- Try it -
Could you say how many lines in the entries contain the string "PathBuf"? Give only that number.

(Stored data entries)
//! # Main — CLI Entry Point
//!
//! Thin command-line front end over the library. Arithmetic subcommands go
//! through the byte-level `Session` API exactly as an embedding caller would:
//! arguments are parsed, encoded to two's-complement buffers, evaluated, and
//! decoded for display. Primality subcommands drive the Miller–Rabin search
//! states with random witness bases.
//!
//! ## Global Options
//!
//! - `--config` / `MODPRIME_CONFIG`: TOML file (`[fpowm]`, `[primality]`).
//! - `--rounds` / `MODPRIME_ROUNDS`: Miller–Rabin rounds (default 30).
//! - `--seed`: fixed seed for witness selection.
//! - `--json`: machine-readable output.
//!
//! Integers are accepted in decimal or `0x`-prefixed hex; byte buffers are
//! hex strings. Logs go to stderr; `LOG_FORMAT=json` switches to JSON lines
//! and `RUST_LOG` sets the filter.

mod cli;

use anyhow::Result;
use clap::{Parser, Subcommand};
use std::path::PathBuf;
use tracing_subscriber::EnvFilter;

#[global_allocator]
static GLOBAL: mimalloc::MiMalloc = mimalloc::MiMalloc;

#[derive(Parser)]
#[command(
    name = "modprime",
    about = "Modular exponentiation and Miller-Rabin prime search over GMP"
)]
struct Cli {
    /// Path to a TOML configuration file
    #[arg(long, env = "MODPRIME_CONFIG")]
    config: Option<PathBuf>,

    /// Miller-Rabin rounds per candidate (overrides the config file)
    #[arg(long, env = "MODPRIME_ROUNDS")]
    rounds: Option<u32>,

    /// Seed for witness base selection (overrides the config file)
    #[arg(long)]
    seed: Option<u64>,

    /// Print results as JSON
    #[arg(long)]
    json: bool,

    #[command(subcommand)]
    command: Commands,
}

#[derive(Subcommand)]
enum Commands {
    /// Encode an integer as a two's-complement byte buffer (hex)
    Encode {
        #[arg(long, allow_hyphen_values = true)]
        value: String,
    },
    /// Decode a two's-complement byte buffer (hex) into an integer
    Decode {
        #[arg(long)]
        hex: String,
    },
    /// Modular exponentiation: base^exponent mod modulus
    Powm {
        #[arg(long, allow_hyphen_values = true)]
        base: String,
        #[arg(long, allow_hyphen_values = true)]
        exponent: String,
        #[arg(long)]
        modulus: String,
    },
    /// Simultaneous exponentiation: product of base_i^exponent_i mod modulus
    Spowm {
        /// Repeat once per term
        #[arg(long = "base", required = true, allow_hyphen_values = true)]
        bases: Vec<String>,
        /// Repeat once per term, in the same order as --base
        #[arg(long = "exponent", required = true, allow_hyphen_values = true)]
        exponents: Vec<String>,
        #[arg(long)]
        modulus: String,
    },
    /// Fixed-base exponentiation: build one table, evaluate many exponents
    Fpowm {
        #[arg(long, allow_hyphen_values = true)]
        base: String,
        #[arg(long)]
        modulus: String,
        /// Table block width (defaults to the config value)
        #[arg(long)]
        block_width: Option<u32>,
        /// Maximum exponent bit length (defaults to the largest given exponent)
        #[arg(long)]
        max_bits: Option<u32>,
        /// Repeat for each exponent to evaluate
        #[arg(long = "exponent", required = true)]
        exponents: Vec<String>,
    },
    /// Legendre symbol (op / prime)
    Legendre {
        #[arg(long, allow_hyphen_values = true)]
        op: String,
        #[arg(long)]
        prime: String,
    },
    /// Test an integer for probable primality
    IsPrime {
        #[arg(long)]
        n: String,
    },
    /// Find the next odd probable prime after a starting point
    NextPrime {
        #[arg(long)]
        start: String,
    },
    /// Test whether n and (n-1)/2 are both probable primes
    IsSafePrime {
        #[arg(long)]
        n: String,
    },
    /// Find the next safe probable prime after a starting point
    NextSafePrime {
        #[arg(long)]
        start: String,
    },
}

fn main() -> Result<()> {
    let _ = dotenvy::dotenv();

    // LOG_FORMAT=json for log shipping, human-readable otherwise. stdout is
    // reserved for results.
    let filter = EnvFilter::try_from_default_env().unwrap_or_else(|_| EnvFilter::new("warn"));
    let log_format = std::env::var("LOG_FORMAT").unwrap_or_default();
    if log_format == "json" {
        tracing_subscriber::fmt()
            .json()
            .with_env_filter(filter)
            .with_writer(std::io::stderr)
            .with_target(false)
            .init();
    } else {
        tracing_subscriber::fmt()
            .with_env_filter(filter)
            .with_writer(std::io::stderr)
            .with_target(false)
            .init();
    }

    let cli = Cli::parse();
    cli::run(&cli)
}
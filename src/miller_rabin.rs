//! # Miller–Rabin — Incremental Primality Search State
//!
//! A `MillerRabin` holds one odd candidate n together with the residues every
//! round needs: n − 1 and its factorization n − 1 = 2^k · r with r odd. The
//! state supports two independent motions:
//!
//! - **Testing**: `test_witness(a)` runs one Miller–Rabin round with base a
//!   against the current n. It never moves the search position; the caller
//!   accumulates as many rounds as its error bound requires.
//! - **Searching**: `next_candidate()` moves n to the next larger odd integer
//!   that survives trial division by `SMALL_PRIMES`, recomputing the cached
//!   residues.
//!
//! ## Lifecycle
//!
//! `init(n, false)` tests exactly n: if trial division already shows n is
//! composite, no state is created (`None`), which is the normal "not prime"
//! answer. `init(n, true)` treats n as a starting point and always returns a
//! state positioned at the first candidate *after* n.
//!
//! The state is dropped (released) when it goes out of scope.

use rug::ops::RemRounding;
use rug::rand::RandState;
use rug::Integer;
use tracing::debug;

use crate::error::ArithError;
use crate::has_small_factor;

/// Outcome of one Miller–Rabin round.
#[derive(Debug, Clone, Copy, PartialEq, Eq)]
pub enum Witness {
    ProbablyPrime,
    Composite,
}

impl Witness {
    pub fn is_probably_prime(self) -> bool {
        self == Witness::ProbablyPrime
    }
}

/// Cheap trial-division filter: false means n is certainly not prime.
pub fn trial(n: &Integer) -> bool {
    *n > 1u32 && !has_small_factor(n)
}

/// First odd integer greater than `n` accepted by `accept`.
pub(crate) fn next_odd_after(n: &Integer, accept: impl Fn(&Integer) -> bool) -> Integer {
    let mut c = n.clone();
    if c.is_even() {
        c += 1u32;
    } else {
        c += 2u32;
    }
    while !accept(&c) {
        c += 2u32;
    }
    c
}

/// Search state for plain primality.
#[derive(Debug, Clone)]
pub struct MillerRabin {
    n: Integer,
    n_minus_one: Integer,
    /// Odd part of n − 1.
    r: Integer,
    /// n − 1 = 2^k · r.
    k: u32,
}

impl MillerRabin {
    /// Create a search state for `n`.
    ///
    /// Returns `Ok(None)` when `search` is false and `n` fails trial division.
    ///
    /// # Errors
    ///
    /// `NonPositive` when `n <= 0`.
    pub fn init(n: &Integer, search: bool) -> Result<Option<Self>, ArithError> {
        if *n <= 0u32 {
            return Err(ArithError::NonPositive);
        }
        if search {
            return Ok(Some(Self::at(next_odd_after(n, trial))));
        }
        if !trial(n) {
            debug!(bits = n.significant_bits(), "candidate rejected by trial division");
            return Ok(None);
        }
        Ok(Some(Self::at(n.clone())))
    }

    /// State positioned at `n` without any filtering.
    pub(crate) fn at(n: Integer) -> Self {
        let n_minus_one = Integer::from(&n - 1u32);
        let k = n_minus_one.find_one(0).unwrap_or(0);
        let r = Integer::from(&n_minus_one >> k);
        MillerRabin {
            n,
            n_minus_one,
            r,
            k,
        }
    }

    /// Advance to the next odd candidate that passes trial division.
    pub fn next_candidate(&mut self) {
        *self = Self::at(next_odd_after(&self.n, trial));
    }

    pub fn current(&self) -> &Integer {
        &self.n
    }

    /// One Miller–Rabin round with witness `base`.
    ///
    /// Bases congruent to 0 or ±1 modulo n carry no information and report
    /// `ProbablyPrime`; callers should draw bases from [2, n − 2].
    pub fn test_witness(&self, base: &Integer) -> Witness {
        if self.n == 2u32 || self.n == 3u32 {
            return Witness::ProbablyPrime;
        }
        if self.n < 2u32 || self.n.is_even() {
            return Witness::Composite;
        }
        let a = Integer::from(base.rem_euc(&self.n));
        if a == 0u32 || a == 1u32 || a == self.n_minus_one {
            return Witness::ProbablyPrime;
        }
        // r >= 1, so the power always exists.
        let Ok(mut y) = a.pow_mod(&self.r, &self.n) else {
            return Witness::Composite;
        };
        if y == 1u32 || y == self.n_minus_one {
            return Witness::ProbablyPrime;
        }
        for _ in 1..self.k {
            y.square_mut();
            y %= &self.n;
            if y == self.n_minus_one {
                return Witness::ProbablyPrime;
            }
            if y == 1u32 {
                return Witness::Composite;
            }
        }
        Witness::Composite
    }
}

/// Uniform witness base in [2, n − 2] (2 when that range is empty).
pub fn random_witness(n: &Integer, rng: &mut RandState<'_>) -> Integer {
    if *n <= 4u32 {
        return Integer::from(2u32);
    }
    let span = Integer::from(n - 3u32);
    Integer::from(span.random_below_ref(rng)) + 2u32
}

/// Trial division followed by `rounds` random Miller–Rabin rounds.
pub fn is_probable_prime(
    n: &Integer,
    rounds: u32,
    rng: &mut RandState<'_>,
) -> Result<bool, ArithError> {
    let Some(state) = MillerRabin::init(n, false)? else {
        return Ok(false);
    };
    Ok(passes_rounds(&state, rounds, rng))
}

/// Smallest odd probable prime strictly greater than `start`.
pub fn next_probable_prime(
    start: &Integer,
    rounds: u32,
    rng: &mut RandState<'_>,
) -> Result<Integer, ArithError> {
    let Some(mut state) = MillerRabin::init(start, true)? else {
        // Search mode always yields a state.
        return Err(ArithError::NonPositive);
    };
    let mut stepped = 0u64;
    while !passes_rounds(&state, rounds, rng) {
        state.next_candidate();
        stepped += 1;
    }
    debug!(stepped, bits = state.current().significant_bits(), "probable prime found");
    Ok(state.current().clone())
}

fn passes_rounds(state: &MillerRabin, rounds: u32, rng: &mut RandState<'_>) -> bool {
    (0..rounds).all(|_| {
        let base = random_witness(state.current(), rng);
        state.test_witness(&base).is_probably_prime()
    })
}

#[cfg(test)]
mod tests {
    use super::*;

    fn int(v: u64) -> Integer {
        Integer::from(v)
    }

    #[test]
    fn init_rejects_nine_without_search() {
        assert!(MillerRabin::init(&int(9), false).unwrap().is_none());
    }

    #[test]
    fn init_with_search_advances_nine_to_eleven() {
        let state = MillerRabin::init(&int(9), true).unwrap().unwrap();
        assert_eq!(*state.current(), 11);
    }

    #[test]
    fn search_skips_a_prime_start() {
        // Skip-first: starting at a prime still moves past it.
        let state = MillerRabin::init(&int(11), true).unwrap().unwrap();
        assert_eq!(*state.current(), 13);
    }

    #[test]
    fn init_rejects_non_positive() {
        assert_eq!(MillerRabin::init(&Integer::new(), false).err(), Some(ArithError::NonPositive));
        assert_eq!(
            MillerRabin::init(&Integer::from(-7), true).err(),
            Some(ArithError::NonPositive)
        );
    }

    #[test]
    fn trial_keeps_small_primes_and_rejects_one() {
        assert!(!trial(&int(1)));
        assert!(trial(&int(2)));
        assert!(trial(&int(311)));
        assert!(!trial(&int(313 * 3)));
    }

    #[test]
    fn next_candidate_is_odd_and_increasing() {
        let mut state = MillerRabin::init(&int(1000), true).unwrap().unwrap();
        let mut prev = state.current().clone();
        for _ in 0..50 {
            state.next_candidate();
            assert!(state.current().is_odd());
            assert!(*state.current() > prev);
            prev = state.current().clone();
        }
    }

    #[test]
    fn residues_track_candidate() {
        let mut state = MillerRabin::init(&int(97), false).unwrap().unwrap();
        // 96 = 2^5 * 3
        assert_eq!(state.k, 5);
        assert_eq!(state.r, 3);
        state.next_candidate();
        assert_eq!(*state.current(), 101);
        // 100 = 2^2 * 25
        assert_eq!(state.k, 2);
        assert_eq!(state.r, 25);
    }

    #[test]
    fn witness_accepts_primes() {
        for p in [5u64, 7, 97, 7919, 1_000_003] {
            let state = MillerRabin::init(&int(p), false).unwrap().unwrap();
            for a in [2u64, 3, 5, 7, 11] {
                assert_eq!(state.test_witness(&int(a)), Witness::ProbablyPrime, "p={} a={}", p, a);
            }
        }
    }

    #[test]
    fn witness_rejects_strong_pseudoprime_with_other_base() {
        // 2047 = 23 * 89 is a strong pseudoprime to base 2 but not base 3.
        let state = MillerRabin::at(int(2047));
        assert_eq!(state.test_witness(&int(2)), Witness::ProbablyPrime);
        assert_eq!(state.test_witness(&int(3)), Witness::Composite);
    }

    #[test]
    fn witness_rejects_pseudoprime_beyond_trial_table() {
        // 829 * 1657, strong pseudoprime to bases 2 and 3, no factor in the trial table.
        let state = MillerRabin::init(&int(1_373_653), false).unwrap().unwrap();
        assert_eq!(state.test_witness(&int(5)), Witness::Composite);
    }

    #[test]
    fn uninformative_bases() {
        let state = MillerRabin::at(int(101));
        assert_eq!(state.test_witness(&int(0)), Witness::ProbablyPrime);
        assert_eq!(state.test_witness(&int(100)), Witness::ProbablyPrime);
        assert_eq!(state.test_witness(&Integer::from(-1)), Witness::ProbablyPrime);
    }

    #[test]
    fn witness_base_is_reduced_modulo_n() {
        // 2047 = 23 * 89 is a strong pseudoprime to base 2 but not to base 3.
        let state = MillerRabin::at(int(2047));
        assert_eq!(state.test_witness(&Integer::from(-2045)), Witness::ProbablyPrime);
        assert_eq!(state.test_witness(&int(2050)), Witness::Composite);
        assert_eq!(state.test_witness(&Integer::from(-2044)), Witness::Composite);
    }

    #[test]
    fn random_witness_in_range() {
        let mut rng = RandState::new();
        let n = int(11);
        for _ in 0..200 {
            let a = random_witness(&n, &mut rng);
            assert!(a >= 2u32 && a <= 9u32, "witness {} out of range", a);
        }
        assert_eq!(random_witness(&int(3), &mut rng), 2);
    }

    #[test]
    fn drivers_agree_with_gmp() {
        let mut rng = RandState::new();
        for n in [1u64, 2, 9, 97, 561, 7919, 1_000_001, 1_000_003] {
            let expected = Integer::from(n).is_probably_prime(30) != rug::integer::IsPrime::No;
            assert_eq!(is_probable_prime(&int(n), 20, &mut rng).unwrap(), expected, "n={}", n);
        }
        let next = next_probable_prime(&int(1_000_000), 20, &mut rng).unwrap();
        assert_eq!(next, Integer::from(1_000_000u32).next_prime());
    }
}
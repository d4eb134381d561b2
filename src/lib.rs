//! Arbitrary-precision modular arithmetic and primality search over GMP.
//!
//! Integers cross the public byte API (`registry::Session`) as signed
//! two's-complement buffers (`codec`). Behind it sit stateless exponentiation
//! (`powm`), precomputed fixed-base tables (`fpowm`), and the incremental
//! Miller–Rabin search states for primes (`miller_rabin`) and safe primes
//! (`safe_prime`).

pub mod codec;
pub mod config;
pub mod error;
pub mod fpowm;
pub mod miller_rabin;
pub mod powm;
pub mod registry;
pub mod safe_prime;

pub use error::ArithError;

use rug::Integer;

/// Primes below 317, used to discard search candidates before any
/// Miller–Rabin round is spent on them.
const SMALL_PRIMES: [u32; 64] = [
    2, 3, 5, 7, 11, 13, 17, 19, 23, 29, 31, 37, 41, 43, 47, 53, 59, 61, 67, 71, 73, 79, 83, 89, 97,
    101, 103, 107, 109, 113, 127, 131, 137, 139, 149, 151, 157, 163, 167, 173, 179, 181, 191, 193,
    197, 199, 211, 223, 227, 229, 233, 239, 241, 251, 257, 263, 269, 271, 277, 281, 283, 293, 307,
    311,
];

/// True when `n` has a proper factor in `SMALL_PRIMES`.
///
/// The table primes themselves are not flagged.
pub fn has_small_factor(n: &Integer) -> bool {
    SMALL_PRIMES
        .iter()
        .find(|&&p| n.is_divisible_u(p))
        .is_some_and(|&p| *n > p)
}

- Response below -
2